Deutschland: PDS gibt sich neues Programm

  • 77,8 % der Delegierten stimmen für neues Grundsatzprogramm
  • Sozialismus als Grundziel wird weiter beibehalten

Die PDS hat nach jahrelangen Debatten ihren streng sozialistischen Kurs aufgegeben. Auf einem Parteitag in Chemnitz stimmten am Sonntag 77,8 Prozent der gewählten Delegierten dem neuen Grundsatzprogramm zu, das fundamentalistische Positionen aufgibt und die Marktwirtschaft akzeptiert. Der Sozialismus als Grundziel wird aber beibehalten.
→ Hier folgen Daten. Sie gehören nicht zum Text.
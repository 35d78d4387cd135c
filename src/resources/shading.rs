//! Axial and radial shadings, flattened into gradient stops.

use crate::error::{Error, Result};
use crate::geometry::Rect;
use crate::object::{Dictionary, DictionaryExt, Object};
use crate::resources::colorspace::ColorSpace;
use crate::resources::function::Function;
use crate::store::ObjectStore;

/// Evenly spaced samples taken across the domain.
const SAMPLES: usize = 16;

/// Geometry of a gradient.
#[derive(Debug, Clone, Copy, PartialEq)]
pub enum GradientKind {
    /// Type 2: from `start` to `end`
    Axial {
        /// Start point
        start: (f32, f32),
        /// End point
        end: (f32, f32),
    },
    /// Type 3: between two circles
    Radial {
        /// First circle center
        start: (f32, f32),
        /// First circle radius
        start_radius: f32,
        /// Second circle center
        end: (f32, f32),
        /// Second circle radius
        end_radius: f32,
    },
}

/// One color stop, `offset` in `0.0..=1.0`.
#[derive(Debug, Clone, Copy, PartialEq)]
pub struct GradientStop {
    /// Position along the gradient
    pub offset: f32,
    /// Color at that position
    pub color: [u8; 3],
}

/// A gradient brush ready for a drawing surface.
#[derive(Debug, Clone, PartialEq)]
pub struct Gradient {
    /// Axial or radial geometry, in shading space
    pub kind: GradientKind,
    /// Stops sorted by offset
    pub stops: Vec<GradientStop>,
    /// Extend past the start and end
    pub extend: [bool; 2],
    /// Optional clipping box in shading space
    pub bbox: Option<Rect>,
    /// Color used outside the gradient when painted with a pattern
    pub background: Option<[u8; 3]>,
}

enum ColorFunction {
    Single(Function),
    PerChannel(Vec<Function>),
}

impl ColorFunction {
    fn eval(&self, t: f32) -> Vec<f32> {
        match self {
            ColorFunction::Single(f) => f.eval(&[t]),
            ColorFunction::PerChannel(fs) => fs.iter().map(|f| f.eval(&[t]).first().copied().unwrap_or(0.0)).collect(),
        }
    }

    fn breakpoints(&self) -> Vec<f32> {
        match self {
            ColorFunction::Single(f) => f.breakpoints().to_vec(),
            ColorFunction::PerChannel(fs) => fs.iter().flat_map(|f| f.breakpoints().iter().copied()).collect(),
        }
    }
}

impl Gradient {
    /// Load a shading dictionary (or stream), resolving its color space
    /// against `resources`.
    pub fn load(obj: &Object, resources: &Dictionary, store: &mut ObjectStore) -> Result<Self> {
        let dict = store.resolve_dict(obj).ok_or_else(|| Error::InvalidObjectType {
            expected: "Dictionary".into(),
            found: obj.type_name().into(),
        })?;

        let shading_type = dict.get_int("ShadingType").unwrap_or(0);
        if !matches!(shading_type, 2 | 3) {
            return Err(Error::NotImplemented(format!("shading type {}", shading_type)));
        }

        let color_space = ColorSpace::resolve(
            dict.get("ColorSpace")
                .ok_or_else(|| Error::StructuralInvariantViolation("shading has no /ColorSpace".into()))?,
            resources,
            store,
        )?;

        let coords = dict.get("Coords").and_then(Object::as_number_array).unwrap_or_default();
        let kind = match (shading_type, coords.as_slice()) {
            (2, [x0, y0, x1, y1]) => GradientKind::Axial {
                start: (*x0, *y0),
                end: (*x1, *y1),
            },
            (3, [x0, y0, r0, x1, y1, r1]) => GradientKind::Radial {
                start: (*x0, *y0),
                start_radius: *r0,
                end: (*x1, *y1),
                end_radius: *r1,
            },
            _ => {
                return Err(Error::StructuralInvariantViolation(format!(
                    "shading type {} with {} coordinates",
                    shading_type,
                    coords.len()
                )));
            },
        };

        let domain = match dict.get("Domain").and_then(Object::as_number_array).as_deref() {
            Some([d0, d1]) => (*d0, *d1),
            _ => (0.0, 1.0),
        };
        let extend = match dict.get("Extend").map(|e| store.resolve(e)) {
            Some(Object::Array(flags)) => [
                flags.first().and_then(Object::as_bool).unwrap_or(false),
                flags.get(1).and_then(Object::as_bool).unwrap_or(false),
            ],
            _ => [false, false],
        };

        let function = match dict.get("Function").map(|f| store.resolve(f)) {
            Some(Object::Array(parts)) => ColorFunction::PerChannel(
                parts
                    .iter()
                    .map(|f| Function::load(f, store))
                    .collect::<Result<Vec<_>>>()?,
            ),
            Some(_) => ColorFunction::Single(Function::load(
                dict.get("Function").unwrap_or(&Object::Null),
                store,
            )?),
            None => return Err(Error::StructuralInvariantViolation("shading has no /Function".into())),
        };

        let background = dict
            .get("Background")
            .and_then(Object::as_number_array)
            .map(|c| color_space.to_rgb8(&c));

        Ok(Gradient {
            kind,
            stops: build_stops(&function, &color_space, domain),
            extend,
            bbox: dict.get("BBox").and_then(Rect::from_object),
            background,
        })
    }

    /// Color at `offset`, linearly interpolated between stops.
    pub fn color_at(&self, offset: f32) -> [u8; 3] {
        let (first, last) = match (self.stops.first(), self.stops.last()) {
            (Some(f), Some(l)) => (f, l),
            _ => return [0; 3],
        };
        if offset <= first.offset {
            return first.color;
        }
        for pair in self.stops.windows(2) {
            let (a, b) = (pair[0], pair[1]);
            if offset <= b.offset {
                let span = b.offset - a.offset;
                let t = if span > 0.0 { (offset - a.offset) / span } else { 1.0 };
                let mut out = [0u8; 3];
                for (i, slot) in out.iter_mut().enumerate() {
                    *slot = (a.color[i] as f32 + (b.color[i] as f32 - a.color[i] as f32) * t).round() as u8;
                }
                return out;
            }
        }
        last.color
    }
}

/// Sample the color function at evenly spaced offsets plus every stitching
/// breakpoint, so hard color changes land exactly on a stop.
fn build_stops(function: &ColorFunction, color_space: &ColorSpace, (d0, d1): (f32, f32)) -> Vec<GradientStop> {
    let span = d1 - d0;
    let mut offsets: Vec<f32> = (0..=SAMPLES).map(|i| i as f32 / SAMPLES as f32).collect();
    if span != 0.0 {
        offsets.extend(
            function
                .breakpoints()
                .into_iter()
                .map(|b| (b - d0) / span)
                .filter(|o| *o > 0.0 && *o < 1.0),
        );
    }
    offsets.sort_by(|a, b| a.total_cmp(b));
    offsets.dedup_by(|a, b| (*a - *b).abs() < 1e-6);

    offsets
        .into_iter()
        .map(|offset| GradientStop {
            offset,
            color: color_space.to_rgb8(&function.eval(d0 + offset * span)),
        })
        .collect()
}

#[cfg(test)]
mod tests {
    use super::*;
    use crate::config::OpenOptions;
    use crate::dict;

    fn exponential(c0: f32, c1: f32) -> Object {
        Object::Dictionary(dict! {
            "FunctionType" => Object::Integer(2),
            "Domain" => Object::Array(vec![0.into(), 1.into()]),
            "C0" => Object::Array(vec![Object::Real(c0)]),
            "C1" => Object::Array(vec![Object::Real(c1)]),
            "N" => Object::Integer(1),
        })
    }

    fn load(shading: Dictionary) -> Result<Gradient> {
        let mut store = ObjectStore::empty(OpenOptions::default());
        Gradient::load(&Object::Dictionary(shading), &Dictionary::new(), &mut store)
    }

    // ========================================================================
    // Axial
    // ========================================================================

    #[test]
    fn test_axial_gray_ramp() {
        let g = load(dict! {
            "ShadingType" => Object::Integer(2),
            "ColorSpace" => Object::name("DeviceGray"),
            "Coords" => Object::Array(vec![0.into(), 0.into(), 100.into(), 0.into()]),
            "Function" => exponential(0.0, 1.0),
            "Extend" => Object::Array(vec![Object::Boolean(true), Object::Boolean(false)]),
        })
        .unwrap();

        assert_eq!(
            g.kind,
            GradientKind::Axial {
                start: (0.0, 0.0),
                end: (100.0, 0.0)
            }
        );
        assert_eq!(g.stops.len(), SAMPLES + 1);
        assert_eq!(g.stops[0].color, [0, 0, 0]);
        assert_eq!(g.stops[SAMPLES].color, [255, 255, 255]);
        assert_eq!(g.extend, [true, false]);
        assert_eq!(g.color_at(0.5), [128, 128, 128]);
    }

    #[test]
    fn test_per_channel_functions() {
        let g = load(dict! {
            "ShadingType" => Object::Integer(2),
            "ColorSpace" => Object::name("DeviceRGB"),
            "Coords" => Object::Array(vec![0.into(), 0.into(), 1.into(), 0.into()]),
            "Function" => Object::Array(vec![exponential(1.0, 0.0), exponential(0.0, 0.0), exponential(0.0, 1.0)]),
        })
        .unwrap();
        assert_eq!(g.stops.first().map(|s| s.color), Some([255, 0, 0]));
        assert_eq!(g.stops.last().map(|s| s.color), Some([0, 0, 255]));
    }

    #[test]
    fn test_stitching_breakpoint_becomes_stop() {
        let stitched = Object::Dictionary(dict! {
            "FunctionType" => Object::Integer(3),
            "Domain" => Object::Array(vec![0.into(), 1.into()]),
            "Functions" => Object::Array(vec![exponential(0.0, 0.0), exponential(1.0, 1.0)]),
            "Bounds" => Object::Array(vec![Object::Real(0.3)]),
            "Encode" => Object::Array(vec![0.into(), 1.into(), 0.into(), 1.into()]),
        });
        let g = load(dict! {
            "ShadingType" => Object::Integer(2),
            "ColorSpace" => Object::name("DeviceGray"),
            "Coords" => Object::Array(vec![0.into(), 0.into(), 1.into(), 0.into()]),
            "Function" => stitched,
        })
        .unwrap();

        let stop = g.stops.iter().find(|s| (s.offset - 0.3).abs() < 1e-6).unwrap();
        assert_eq!(stop.color, [255, 255, 255]);
        assert!(g.stops.windows(2).all(|w| w[0].offset < w[1].offset));
    }

    // ========================================================================
    // Radial and unsupported
    // ========================================================================

    #[test]
    fn test_radial_coords_and_background() {
        let g = load(dict! {
            "ShadingType" => Object::Integer(3),
            "ColorSpace" => Object::name("DeviceGray"),
            "Coords" => Object::Array(vec![5.into(), 5.into(), 0.into(), 5.into(), 5.into(), 10.into()]),
            "Function" => exponential(1.0, 0.0),
            "Background" => Object::Array(vec![Object::Real(0.5)]),
            "BBox" => Object::Array(vec![0.into(), 0.into(), 10.into(), 10.into()]),
        })
        .unwrap();
        assert!(matches!(g.kind, GradientKind::Radial { end_radius, .. } if end_radius == 10.0));
        assert_eq!(g.background, Some([128, 128, 128]));
        assert_eq!(g.bbox, Some(Rect::new(0.0, 0.0, 10.0, 10.0)));
    }

    #[test]
    fn test_mesh_shadings_not_implemented() {
        let err = load(dict! {
            "ShadingType" => Object::Integer(4),
            "ColorSpace" => Object::name("DeviceRGB"),
        })
        .unwrap_err();
        assert!(matches!(err, Error::NotImplemented(_)));
    }

    #[test]
    fn test_wrong_coordinate_count() {
        let err = load(dict! {
            "ShadingType" => Object::Integer(3),
            "ColorSpace" => Object::name("DeviceRGB"),
            "Coords" => Object::Array(vec![0.into(), 0.into(), 1.into(), 1.into()]),
            "Function" => exponential(0.0, 1.0),
        })
        .unwrap_err();
        assert!(matches!(err, Error::StructuralInvariantViolation(_)));
    }
}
"Das ist ein wichtiger Schritt zurück in die Politik", sagte Parteichef Lothar Bisky nach der Verabschiedung, für die eine Zwei- Drittel-Mehrheit notwendig war. "Ich bin jetzt zuversichtlich, wir können es schaffen, im nächsten Jahr wieder erfolgreich zu sein", erklärte Bisky. Er unterstrich, die PDS bleibe eine Antikriegspartei. Für die Parteilinken weicht das Programm zu sehr von den Grundzielen des Sozialismus ab.

Die Bewährungsprobe kommt für die PDS im nächsten Jahr. Dann will sie bei den Europa- und den Landtagswahlen in Thüringen, Sachsen und Brandenburg in der Wählergunst wieder zulegen. 2002 scheiterte sie bei der Bundestagswahl an der Fünf-Prozent-Hürde und büßte bei der Landtagswahl in Mecklenburg-Vorpommern, wo sie wie in Berlin Juniorpartner einer SPD-Regierung ist, erheblich ein.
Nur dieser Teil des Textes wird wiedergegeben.